The call that came into the Wolfe City Police Department just after 8 p.m. on Saturday, October 3, wasn’t particularly notable in the small Texas town of 1,500 about 70 miles northeast of Dallas. There was a “possible fight in progress” at the Kwik Chek convenience store. Officer Shaun Lucas was dispatched to the scene.

Exactly what the fight was about and who was involved remains unclear, but within minutes of Lucas’s arrival, 31-year-old Jonathan Price, a former high school football star and admired member of the community, was dead – another unarmed Black man shot and killed by police.

A lawyer for the Price family said Price saw a man assaulting a woman and intervened – something his high school football coach said was in keeping with his character. Recently released bodycam footage shows Price greeted Officer Lucas by offering a handshake when he arrived at the Kwik Chek.

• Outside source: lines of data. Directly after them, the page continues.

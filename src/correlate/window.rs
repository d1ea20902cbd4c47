//! Correlation windows
//!
//! Three fixed-width scopes searched for swaps on one pool, shared by the
//! backrun flow and the follow-up flow:
//!     same transaction  - logs already in the origin receipt
//!     same block, after - one `eth_getLogs` over [block, block], keeping
//!                         transactions with a strictly greater index
//!     next blocks       - one `eth_getLogs` per block in +1..=+3

use crate::rpc::{ChainReader, LogFilter, RpcError};
use crate::types::RawLog;
use alloy::primitives::{Address, TxHash, B256};

/// Blocks after the origin block scanned for follow-up swaps
pub const NEXT_BLOCK_OFFSETS: [u64; 3] = [1, 2, 3];

/// Position of the origin transaction on chain
#[derive(Debug, Clone, Copy, PartialEq, Eq)]
pub struct Origin {
    pub tx_hash: TxHash,
    pub block_number: u64,
    pub transaction_index: u64,
}

/// Receipt logs emitted by `pool` with topic0 in `signatures`, in log order
pub fn same_transaction<'a>(logs: &'a [RawLog], pool: &Address, signatures: &[B256]) -> Vec<&'a RawLog> {
    logs.iter().filter(|l| l.matches(pool, signatures)).collect()
}

/// Swaps on `pool` later in the origin block. Excludes the origin
/// transaction itself and any transaction index <= the origin's.
pub async fn same_block_after<R>(
    reader: &R,
    origin: &Origin,
    pool: Address,
    signatures: &[B256],
) -> Result<Vec<RawLog>, RpcError>
where
    R: ChainReader + ?Sized,
{
    let filter = LogFilter::single_block(origin.block_number, pool, signatures);
    let logs = reader.logs(&filter).await?;

    Ok(logs
        .into_iter()
        .filter(|l| l.transaction_hash != Some(origin.tx_hash))
        .filter(|l| l.transaction_index.unwrap_or(0) > origin.transaction_index)
        .collect())
}

/// Every swap on `pool` in block `block` (the whole block is "after")
pub async fn in_block<R>(reader: &R, block: u64, pool: Address, signatures: &[B256]) -> Result<Vec<RawLog>, RpcError>
where
    R: ChainReader + ?Sized,
{
    reader.logs(&LogFilter::single_block(block, pool, signatures)).await
}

The lawyer said that Price raised his hands and tried to explain what was happening. Officer Lucas tried to detain Price, who, according to the Texas Department of Public Safety, “resisted in a non-threatening posture and began walking away.”

According to the police, Lucas used his taser, and then fired his gun, killing Price.

On October 5, the Texas Rangers charged Lucas with murder and the 22-year-old policeman, who had been on the job for only six months, was booked into the Hunt County Jail. His bail was set at $1 million.

Texas Monthly reported that Price was raised by a single mother who worked multiple jobs. Price credited two families, both of them white, for helping raise him and encouraging him to play sports. Although he supported the Black Lives Matter movement, Price was outspoken about his own interactions with police being positive, despite being a Black man living in a predominantly white town.

Price is one of more than 1,000 people who have been shot and killed by police in the United States in the past year, a disproportionate number of them Black men. His case is unusual in that prosecutors are filing charges. Better accountability mechanisms, including prosecutions, are important to deter police violence, but structural reforms in policing are urgently needed so that armed officers, whose primary tools are command and force, are not the default response to so many of society’s problems.  

Price will be laid to rest on Saturday in a ceremony at the high school football field where he played in Wolfe City.